Política

Flávio Bolsonaro admite buscar patrocínio privado para filme sobre Jair Bolsonaro e defende CPI do Banco Master

Divulgação

O senador e pré-candidato à Presidência da República Flávio Bolsonaro se manifestou nesta quarta-feira (13) sobre a reportagem publicada pelo Intercept Brasil que aponta que o banqueiro Daniel Vorcaro teria destinado ao menos R$ 61 milhões para financiar o filme “Dark Horse”, uma cinebiografia em homenagem ao ex-presidente Jair Bolsonaro, prevista para estrear em setembro.

Antes da divulgação do áudio obtido pela reportagem, Flávio havia classificado as acusações como “mentira” durante uma coletiva. Após a repercussão, o senador confirmou que procurou apoio financeiro junto ao então dono do Banco Master, mas negou qualquer troca de favores ou recebimento de vantagens.
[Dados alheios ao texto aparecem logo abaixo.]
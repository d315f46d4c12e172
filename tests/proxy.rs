//! End-to-end proxying through the full server stack.

use std::sync::atomic::{AtomicU32, Ordering};
use std::sync::Arc;

use upstream_lb::config::LbMethod;

mod common;

async fn named_backend(name: &'static str) -> std::net::SocketAddr {
    common::start_programmable_backend(move |path| async move {
        if path == "/health" {
            (200, "OK".into())
        } else {
            (200, name.to_string())
        }
    })
    .await
}

#[tokio::test]
async fn test_round_robin_end_to_end() {
    let a = named_backend("a").await;
    let b = named_backend("b").await;
    let lb = common::start_balancer(common::config_for(&[a, b])).await;
    let client = common::client();

    let mut bodies = Vec::new();
    for _ in 0..4 {
        let res = client.get(format!("http://{}/", lb.addr)).send().await.unwrap();
        assert_eq!(res.status(), 200);
        assert!(res.headers().contains_key("x-request-id"));
        bodies.push(res.text().await.unwrap());
    }

    assert_eq!(bodies, vec!["a", "b", "a", "b"]);
    assert_eq!(lb.engine.total_served(), 4);
    lb.shutdown.trigger();
}

#[tokio::test]
async fn test_path_and_query_forwarded() {
    let echo = common::start_programmable_backend(|path| async move { (200, path) }).await;
    let lb = common::start_balancer(common::config_for(&[echo])).await;

    let res = common::client()
        .get(format!("http://{}/search/items?q=rust&page=2", lb.addr))
        .send()
        .await
        .unwrap();
    assert_eq!(res.text().await.unwrap(), "/search/items?q=rust&page=2");
    lb.shutdown.trigger();
}

#[tokio::test]
async fn test_failover_across_failing_backend() {
    // Passes health checks but fails every proxied request.
    let hits = Arc::new(AtomicU32::new(0));
    let counter = hits.clone();
    let flaky = common::start_programmable_backend(move |path| {
        let counter = counter.clone();
        async move {
            if path == "/health" {
                (200, "OK".into())
            } else {
                counter.fetch_add(1, Ordering::SeqCst);
                (503, "Service Unavailable".into())
            }
        }
    })
    .await;
    let good = named_backend("good").await;

    let lb = common::start_balancer(common::config_for(&[flaky, good])).await;
    let client = common::client();

    for _ in 0..4 {
        let res = client.get(format!("http://{}/", lb.addr)).send().await.unwrap();
        assert_eq!(res.status(), 200);
        assert_eq!(res.text().await.unwrap(), "good");
    }
    assert!(hits.load(Ordering::SeqCst) >= 1);
    lb.shutdown.trigger();
}

#[tokio::test]
async fn test_ip_hash_failover_keeps_method() {
    let flaky = common::start_programmable_backend(|path| async move {
        if path == "/health" {
            (200, "OK".into())
        } else {
            (502, "Bad Gateway".into())
        }
    })
    .await;
    let good = named_backend("good").await;

    let mut config = common::config_for(&[flaky, good]);
    config.lb_method = LbMethod::IpHash;
    // One retry: if the sticky target is the failing backend, the only
    // retry must go to the other one.
    config.retries.max_retries = 1;
    let lb = common::start_balancer(config).await;
    let client = common::client();

    for _ in 0..3 {
        let res = client.get(format!("http://{}/", lb.addr)).send().await.unwrap();
        assert_eq!(res.status(), 200);
        assert_eq!(res.text().await.unwrap(), "good");
    }
    assert_eq!(lb.engine.selector().method(), LbMethod::IpHash);
    lb.shutdown.trigger();
}

#[tokio::test]
async fn test_exhausted_retries_return_500() {
    let broken = common::start_programmable_backend(|path| async move {
        if path == "/health" {
            (200, "OK".into())
        } else {
            (500, "boom".into())
        }
    })
    .await;

    let mut config = common::config_for(&[broken]);
    config.retries.max_retries = 2;
    let lb = common::start_balancer(config).await;

    let res = common::client().get(format!("http://{}/", lb.addr)).send().await.unwrap();
    assert_eq!(res.status(), 500);
    let json: serde_json::Value = res.json().await.unwrap();
    assert_eq!(json["detail"], "All retries failed on all servers.");
    lb.shutdown.trigger();
}

#[tokio::test]
async fn test_client_error_passes_through() {
    let backend = common::start_programmable_backend(|path| async move {
        if path == "/health" {
            (200, "OK".into())
        } else {
            (404, "no such item".into())
        }
    })
    .await;
    let lb = common::start_balancer(common::config_for(&[backend])).await;

    let res = common::client().get(format!("http://{}/items/9", lb.addr)).send().await.unwrap();
    assert_eq!(res.status(), 404);
    assert_eq!(res.text().await.unwrap(), "no such item");
    assert_eq!(lb.engine.total_served(), 0);
    lb.shutdown.trigger();
}

#[tokio::test]
async fn test_no_healthy_backends_returns_503() {
    let dead = common::dead_address().await;
    let lb = common::start_balancer(common::config_for(&[dead])).await;

    let res = common::client().get(format!("http://{}/", lb.addr)).send().await.unwrap();
    assert_eq!(res.status(), 503);
    let json: serde_json::Value = res.json().await.unwrap();
    assert_eq!(json["detail"], "No healthy servers available.");
    lb.shutdown.trigger();
}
“No nosso caso, o que aconteceu foi um filho, procurando patrocínio PRIVADO para um filme PRIVADO sobre a história do próprio pai. Zero de dinheiro público. Zero de lei Rouanet”, afirmou o senador.

Flávio Bolsonaro também defendeu a criação de uma Comissão Parlamentar de Inquérito (CPI) para investigar o caso envolvendo o Banco Master.

“Mais do que nunca é fundamental a instalação da CPI do Banco Master. É preciso separar os inocentes dos bandidos”, declarou.

Segundo o parlamentar, ele conheceu Daniel Vorcaro em dezembro de 2024, período em que, segundo ele, “não existiam acusações nem suspeitas públicas sobre o banqueiro”. O senador afirmou ainda que os contatos posteriores tiveram como objetivo cobrar o pagamento das parcelas prometidas para a produção do filme.

“Não ofereci vantagens em troca. Não promovi encontros privados fora da agenda. Não intermediei negócios com o governo. Não recebi dinheiro ou qualquer vantagem”, disse.

A reportagem do Intercept Brasil revela que a troca de mensagens entre Flávio Bolsonaro e Daniel Vorcaro ocorreu entre dezembro de 2024 e novembro de 2025. Um dos diálogos citados aconteceu em 16 de novembro de 2025, um dia antes da prisão do banqueiro no Aeroporto de Guarulhos, quando ele tentava embarcar em um jato particular com destino a Malta.

Em uma das mensagens, Flávio escreveu:

“Irmão, estou e estarei contigo sempre, não tem meia conversa entre a gente. Só preciso que me dê uma luz! Abs!”

Vorcaro respondeu com uma mensagem de visualização única, cujo conteúdo não foi recuperado pela perícia da Polícia Federal. Em seguida, o senador respondeu apenas: “Amém!”.

Ainda conforme a reportagem, documentos obtidos indicam um pagamento de US$ 2 milhões relacionado ao financiamento do longa-metragem. O dinheiro teria sido transferido da empresa Entre Investimentos e Participações para o fundo Havengate Development Fund LP, sediado no Texas, nos Estados Unidos.

Os documentos apontam ainda que Fabiano Zettel, cunhado de Vorcaro, e o empresário Thiago Miranda atuaram como intermediários das operações financeiras. Zettel está preso e é apontado pela Polícia Federal como operador financeiro do banqueiro.

Também são citados na reportagem o deputado federal cassado Eduardo Bolsonaro e o deputado Mário Frias, ex-secretário de Cultura do governo Bolsonaro.

As conversas indicam ainda que os pagamentos para o filme seriam feitos em dez parcelas de US$ 2,5 milhões. Em uma mensagem atribuída a Vorcaro, enviada em janeiro de 2025, o banqueiro teria determinado prioridade absoluta aos repasses:

“Não pode falhar mais”.

Outro áudio divulgado pelo Intercept, datado de 8 de setembro de 2025, mostra Flávio Bolsonaro demonstrando preocupação com atrasos nos pagamentos.

“Eu fico sem graça de ficar te cobrando, está em um momento muito decisivo aqui do filme. E tem muita parcela para trás. Está todo mundo tenso, e eu fico preocupado aqui com o efeito contrário do que a gente sonhou pro filme”, disse o senador.

Segundo a publicação, a relação entre os dois se intensificou ao longo de setembro daquele ano, período em que a produção do filme enfrentava dificuldades financeiras. Em uma das conversas, Flávio afirma que o projeto estava “no limite” e precisava dos recursos para continuar funcionando.

A reportagem também menciona um jantar que teria sido marcado na casa de Vorcaro com o ator Jim Caviezel, escalado para interpretar Jair Bolsonaro, e o diretor Cyrus Nowrasteh. Não há confirmação de que o encontro tenha acontecido.